//! # Core Type Definitions
//!
//! This module contains the shared vocabulary of the gateway:
//! - Source and output modes (`InputType`, `OutputType`)
//! - Operation kinds (`OperationKind`)
//! - Terminal outcome of an operation (`OperationStatus`)
//! - Error types (`GatewayError`)

use serde::{Deserialize, Serialize};
use std::fmt;
use thiserror::Error;

// =============================================================================
// SOURCE / OUTPUT MODES
// =============================================================================

/// How a source element carries its content.
#[derive(Debug, Clone, Copy, PartialEq, Eq, Hash, Serialize, Deserialize)]
pub enum InputType {
    /// The `input` field is the literal payload.
    Data,
    /// The `input` field is a URI the payload must be fetched from.
    #[serde(rename = "URI")]
    Uri,
}

/// How an operation result is handed back to the caller.
#[derive(Debug, Clone, Copy, PartialEq, Eq, Hash, Serialize, Deserialize)]
pub enum OutputType {
    /// Inline content.
    Data,
    /// Path of a file the result was persisted to.
    #[serde(rename = "URI")]
    Uri,
}

impl fmt::Display for OutputType {
    fn fmt(&self, f: &mut fmt::Formatter<'_>) -> fmt::Result {
        match self {
            Self::Data => write!(f, "Data"),
            Self::Uri => write!(f, "URI"),
        }
    }
}

// =============================================================================
// OPERATION KIND
// =============================================================================

/// The logical graph operations a caller can request.
#[derive(Debug, Clone, Copy, PartialEq, Eq, Hash, Serialize, Deserialize)]
#[serde(rename_all = "lowercase")]
pub enum OperationKind {
    /// Merge source data into the target graph.
    Add,
    /// Replace the target graph with the first source, then add the rest.
    Replace,
    /// SPARQL SELECT/ASK over the source graphs.
    Query,
    /// SPARQL CONSTRUCT over the source graphs.
    Construct,
    /// Fetch and merge the source graphs.
    Retrieve,
}

impl OperationKind {
    /// Whether this operation mutates the store (and therefore emits provenance).
    #[must_use]
    pub const fn is_write(self) -> bool {
        matches!(self, Self::Add | Self::Replace)
    }
}

impl fmt::Display for OperationKind {
    fn fmt(&self, f: &mut fmt::Formatter<'_>) -> fmt::Result {
        let name = match self {
            Self::Add => "add",
            Self::Replace => "replace",
            Self::Query => "query",
            Self::Construct => "construct",
            Self::Retrieve => "retrieve",
        };
        f.write_str(name)
    }
}

// =============================================================================
// OPERATION STATUS
// =============================================================================

/// Terminal outcome recorded in provenance messages and response envelopes.
#[derive(Debug, Clone, Copy, PartialEq, Eq, Hash, Serialize, Deserialize)]
#[serde(rename_all = "lowercase")]
pub enum OperationStatus {
    Success,
    Error,
}

impl fmt::Display for OperationStatus {
    fn fmt(&self, f: &mut fmt::Formatter<'_>) -> fmt::Result {
        match self {
            Self::Success => write!(f, "success"),
            Self::Error => write!(f, "error"),
        }
    }
}

// =============================================================================
// ERROR TYPES
// =============================================================================

/// Errors that can occur anywhere in the gateway.
///
/// - No silent failures, no automatic retries
/// - Every variant reaches the immediate caller
/// - `NotFound` is only produced where a missing graph is an error for the
///   caller; the store client reports absence as a value
#[derive(Debug, Error)]
pub enum GatewayError {
    /// The triple store could not be reached.
    #[error("Graph store unavailable: {0}")]
    StoreUnavailable(String),

    /// The triple store answered with an error status.
    #[error("Graph store rejected request ({status}): {body}")]
    StoreRejected { status: u16, body: String },

    /// The named graph does not exist.
    #[error("Graph not found: {0}")]
    NotFound(String),

    /// The MIME type has no mapping for the requested use.
    #[error("Unsupported content type: {0}")]
    UnsupportedContentType(String),

    /// A materialized result could not be written.
    #[error("Persistence error: {0}")]
    PersistenceError(String),

    /// The broker could not accept a provenance or response message.
    #[error("Publish failure: {reason}")]
    PublishFailure {
        reason: String,
        /// The operation failure this publish failure superseded, if any.
        underlying: Option<String>,
    },

    /// The broker could not be polled for inbound requests.
    #[error("Broker unavailable: {0}")]
    BrokerUnavailable(String),

    /// The request lacks a field its operation kind requires.
    #[error("Invalid request: {0}")]
    InvalidRequest(String),

    /// A URI-typed source could not be read.
    #[error("Source fetch failed: {0}")]
    SourceFetch(String),

    /// A graph document could not be parsed or serialized.
    #[error("RDF syntax error: {0}")]
    RdfSyntax(String),

    /// Configuration could not be loaded or applied.
    #[error("Configuration error: {0}")]
    Configuration(String),
}

impl GatewayError {
    /// HTTP status an HTTP caller receives for this failure.
    #[must_use]
    pub const fn http_status(&self) -> u16 {
        match self {
            Self::InvalidRequest(_) => 400,
            Self::NotFound(_) => 410,
            Self::UnsupportedContentType(_) => 415,
            Self::SourceFetch(_) | Self::RdfSyntax(_) => 422,
            Self::StoreRejected { .. } => 502,
            Self::StoreUnavailable(_) | Self::BrokerUnavailable(_) => 503,
            Self::PersistenceError(_) | Self::PublishFailure { .. } | Self::Configuration(_) => {
                500
            }
        }
    }

    /// Short stable name of the error kind, used in logs.
    #[must_use]
    pub const fn kind(&self) -> &'static str {
        match self {
            Self::StoreUnavailable(_) => "StoreUnavailable",
            Self::StoreRejected { .. } => "StoreRejected",
            Self::NotFound(_) => "NotFound",
            Self::UnsupportedContentType(_) => "UnsupportedContentType",
            Self::PersistenceError(_) => "PersistenceError",
            Self::PublishFailure { .. } => "PublishFailure",
            Self::BrokerUnavailable(_) => "BrokerUnavailable",
            Self::InvalidRequest(_) => "InvalidRequest",
            Self::SourceFetch(_) => "SourceFetch",
            Self::RdfSyntax(_) => "RdfSyntax",
            Self::Configuration(_) => "Configuration",
        }
    }
}

// =============================================================================
// TESTS
// =============================================================================
//! # Provenance Messages and Response Envelopes
//!
//! The two outbound message shapes of the gateway, and the pure builders that
//! assemble them. Both carry the same agent identity and a verbatim copy of the
//! caller's correlation context, so a response and the provenance record of
//! the same operation can be joined end-to-end.
//!
//! ## Provenance message
//!
//! ```json
//! {
//!   "provenance": {
//!     "agent":    { "ID": "GraphManager", "role": "storage" },
//!     "context":  { "activityID": "...", "workflowID": "...", "stepID": "..." },
//!     "activity": { "type": "ServiceExecution", "title": "...", "status": "success",
//!                   "startTime": "...", "endTime": "..." },
//!     "input":    [ { "key": "inputGraphs_0", "role": "tempDataset" } ],
//!     "output":   [ { "key": "outputGraph", "role": "Dataset" } ]
//!   },
//!   "payload": { "inputGraphs_0": "attx:tempDataset", "outputGraph": "http://..." }
//! }
//! ```
//!
//! ## Response envelope
//!
//! ```json
//! {
//!   "provenance": { "agent": {...}, "context": {...} },
//!   "payload": { "status": "success", "statusMessage": "...",
//!                "graphManagerOutput": "...", "contentType": "...", "outputType": "URI" }
//! }
//! ```

use crate::primitives::{
    ACTIVITY_TITLE, ACTIVITY_TYPE, AGENT_ID, AGENT_ROLE, INPUT_KEY_PREFIX, INPUT_ROLE,
    OUTPUT_KEY, OUTPUT_ROLE, REDACTED_DATA, TIMESTAMP_FORMAT,
};
use crate::{InputType, OperationRequest, OperationStatus, OutputType, ProvenanceContext};
use chrono::NaiveDateTime;
use serde::{Deserialize, Serialize};
use serde_json::{Map, Value as JsonValue};

// =============================================================================
// SHARED PARTS
// =============================================================================

/// The agent identity stamped on every outbound message.
#[derive(Debug, Clone, PartialEq, Eq, Serialize, Deserialize)]
pub struct Agent {
    #[serde(rename = "ID")]
    pub id: String,
    pub role: String,
}

impl Default for Agent {
    fn default() -> Self {
        Self {
            id: AGENT_ID.to_string(),
            role: AGENT_ROLE.to_string(),
        }
    }
}

/// Format a timestamp the way provenance records carry it.
#[must_use]
pub fn format_timestamp(at: NaiveDateTime) -> String {
    at.format(TIMESTAMP_FORMAT).to_string()
}

/// Index-qualified provenance key of the `index`-th source element.
#[must_use]
pub fn input_key(index: usize) -> String {
    format!("{INPUT_KEY_PREFIX}_{index}")
}

// =============================================================================
// PROVENANCE MESSAGE
// =============================================================================

/// What happened, when, with which outcome.
#[derive(Debug, Clone, PartialEq, Eq, Serialize, Deserialize)]
#[serde(rename_all = "camelCase")]
pub struct Activity {
    #[serde(rename = "type")]
    pub activity_type: String,
    pub title: String,
    pub status: OperationStatus,
    pub start_time: String,
    pub end_time: String,
}

/// One input or output dataset of an activity.
#[derive(Debug, Clone, PartialEq, Eq, Serialize, Deserialize)]
pub struct DatasetRole {
    pub key: String,
    pub role: String,
}

/// The `provenance` section of a provenance message.
#[derive(Debug, Clone, PartialEq, Eq, Serialize, Deserialize)]
pub struct ProvenanceRecord {
    pub agent: Agent,
    pub context: ProvenanceContext,
    pub activity: Activity,
    pub input: Vec<DatasetRole>,
    pub output: Vec<DatasetRole>,
}

/// Audit record of one terminal write-operation outcome.
#[derive(Debug, Clone, PartialEq, Eq, Serialize, Deserialize)]
pub struct ProvenanceMessage {
    pub provenance: ProvenanceRecord,
    /// Dataset key → URI, or the redaction placeholder for inline data.
    pub payload: Map<String, JsonValue>,
}

impl ProvenanceMessage {
    /// Status recorded in the activity.
    #[must_use]
    pub fn status(&self) -> OperationStatus {
        self.provenance.activity.status
    }
}

/// Build the provenance message for one terminal outcome of `request`.
///
/// `input` enumerates every source element in original order; inline data is
/// recorded as [`REDACTED_DATA`], URI sources as the literal URI.
#[must_use]
pub fn build_provenance(
    request: &OperationRequest,
    status: OperationStatus,
    start_time: NaiveDateTime,
    end_time: NaiveDateTime,
) -> ProvenanceMessage {
    let mut payload = Map::new();
    let mut input = Vec::with_capacity(request.source_data().len());

    for (index, source) in request.source_data().iter().enumerate() {
        let key = input_key(index);
        let recorded = match source.input_type {
            InputType::Data => REDACTED_DATA.to_string(),
            InputType::Uri => source.input.clone(),
        };
        payload.insert(key.clone(), JsonValue::String(recorded));
        input.push(DatasetRole {
            key,
            role: INPUT_ROLE.to_string(),
        });
    }

    if let Some(target) = request.target_graph() {
        payload.insert(OUTPUT_KEY.to_string(), JsonValue::String(target.to_string()));
    }

    ProvenanceMessage {
        provenance: ProvenanceRecord {
            agent: Agent::default(),
            context: request.context.clone(),
            activity: Activity {
                activity_type: ACTIVITY_TYPE.to_string(),
                title: ACTIVITY_TITLE.to_string(),
                status,
                start_time: format_timestamp(start_time),
                end_time: format_timestamp(end_time),
            },
            input,
            output: vec![DatasetRole {
                key: OUTPUT_KEY.to_string(),
                role: OUTPUT_ROLE.to_string(),
            }],
        },
        payload,
    }
}

// =============================================================================
// RESPONSE ENVELOPE
// =============================================================================

/// A result handed back to the caller, inline or by reference.
#[derive(Debug, Clone, PartialEq, Eq, Serialize, Deserialize)]
pub struct OperationOutput {
    /// Inline content (`Data`) or the path it was persisted to (`URI`).
    #[serde(rename = "graphManagerOutput")]
    pub output: String,
    #[serde(rename = "contentType")]
    pub content_type: String,
    #[serde(rename = "outputType")]
    pub output_type: OutputType,
}

/// Agent and correlation context of a response.
#[derive(Debug, Clone, PartialEq, Eq, Serialize, Deserialize)]
pub struct ResponseHeader {
    pub agent: Agent,
    pub context: ProvenanceContext,
}

/// Outcome section of a response.
#[derive(Debug, Clone, PartialEq, Eq, Serialize, Deserialize)]
pub struct ResponsePayload {
    pub status: OperationStatus,
    #[serde(
        rename = "statusMessage",
        default,
        skip_serializing_if = "Option::is_none"
    )]
    pub status_message: Option<String>,
    #[serde(flatten)]
    pub output: Option<OperationOutput>,
}

/// Caller-facing answer to one operation request.
#[derive(Debug, Clone, PartialEq, Eq, Serialize, Deserialize)]
pub struct ResponseEnvelope {
    pub provenance: ResponseHeader,
    pub payload: ResponsePayload,
}

impl ResponseEnvelope {
    /// Success envelope, optionally carrying an output.
    #[must_use]
    pub fn success(context: &ProvenanceContext, output: Option<OperationOutput>) -> Self {
        build_response(context, OperationStatus::Success, None, output)
    }

    /// Error envelope carrying the failure reason.
    #[must_use]
    pub fn error(context: &ProvenanceContext, message: impl Into<String>) -> Self {
        build_response(context, OperationStatus::Error, Some(message.into()), None)
    }

    /// Outcome recorded in the payload.
    #[must_use]
    pub fn status(&self) -> OperationStatus {
        self.payload.status
    }
}

/// Build a response envelope addressed to `context`.
#[must_use]
pub fn build_response(
    context: &ProvenanceContext,
    status: OperationStatus,
    status_message: Option<String>,
    output: Option<OperationOutput>,
) -> ResponseEnvelope {
    ResponseEnvelope {
        provenance: ResponseHeader {
            agent: Agent::default(),
            context: context.clone(),
        },
        payload: ResponsePayload {
            status,
            status_message,
            output,
        },
    }
}

// =============================================================================
// TESTS
// =============================================================================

——————

Only the lines above from the one with "## Provenance message" through the one with "pub fn input_key(index: usize)" should be duplicated, character for character.

## Answer
//! ## Provenance message
//!
//! ```json
//! {
//!   "provenance": {
//!     "agent":    { "ID": "GraphManager", "role": "storage" },
//!     "context":  { "activityID": "...", "workflowID": "...", "stepID": "..." },
//!     "activity": { "type": "ServiceExecution", "title": "...", "status": "success",
//!                   "startTime": "...", "endTime": "..." },
//!     "input":    [ { "key": "inputGraphs_0", "role": "tempDataset" } ],
//!     "output":   [ { "key": "outputGraph", "role": "Dataset" } ]
//!   },
//!   "payload": { "inputGraphs_0": "attx:tempDataset", "outputGraph": "http://..." }
//! }
//! ```
//!
//! ## Response envelope
//!
//! ```json
//! {
//!   "provenance": { "agent": {...}, "context": {...} },
//!   "payload": { "status": "success", "statusMessage": "...",
//!                "graphManagerOutput": "...", "contentType": "...", "outputType": "URI" }
//! }
//! ```

use crate::primitives::{
    ACTIVITY_TITLE, ACTIVITY_TYPE, AGENT_ID, AGENT_ROLE, INPUT_KEY_PREFIX, INPUT_ROLE,
    OUTPUT_KEY, OUTPUT_ROLE, REDACTED_DATA, TIMESTAMP_FORMAT,
};
use crate::{InputType, OperationRequest, OperationStatus, OutputType, ProvenanceContext};
use chrono::NaiveDateTime;
use serde::{Deserialize, Serialize};
use serde_json::{Map, Value as JsonValue};

// =============================================================================
// SHARED PARTS
// =============================================================================

/// The agent identity stamped on every outbound message.
#[derive(Debug, Clone, PartialEq, Eq, Serialize, Deserialize)]
pub struct Agent {
    #[serde(rename = "ID")]
    pub id: String,
    pub role: String,
}

impl Default for Agent {
    fn default() -> Self {
        Self {
            id: AGENT_ID.to_string(),
            role: AGENT_ROLE.to_string(),
        }
    }
}

/// Format a timestamp the way provenance records carry it.
#[must_use]
pub fn format_timestamp(at: NaiveDateTime) -> String {
    at.format(TIMESTAMP_FORMAT).to_string()
}

/// Index-qualified provenance key of the `index`-th source element.
#[must_use]
pub fn input_key(index: usize) -> String {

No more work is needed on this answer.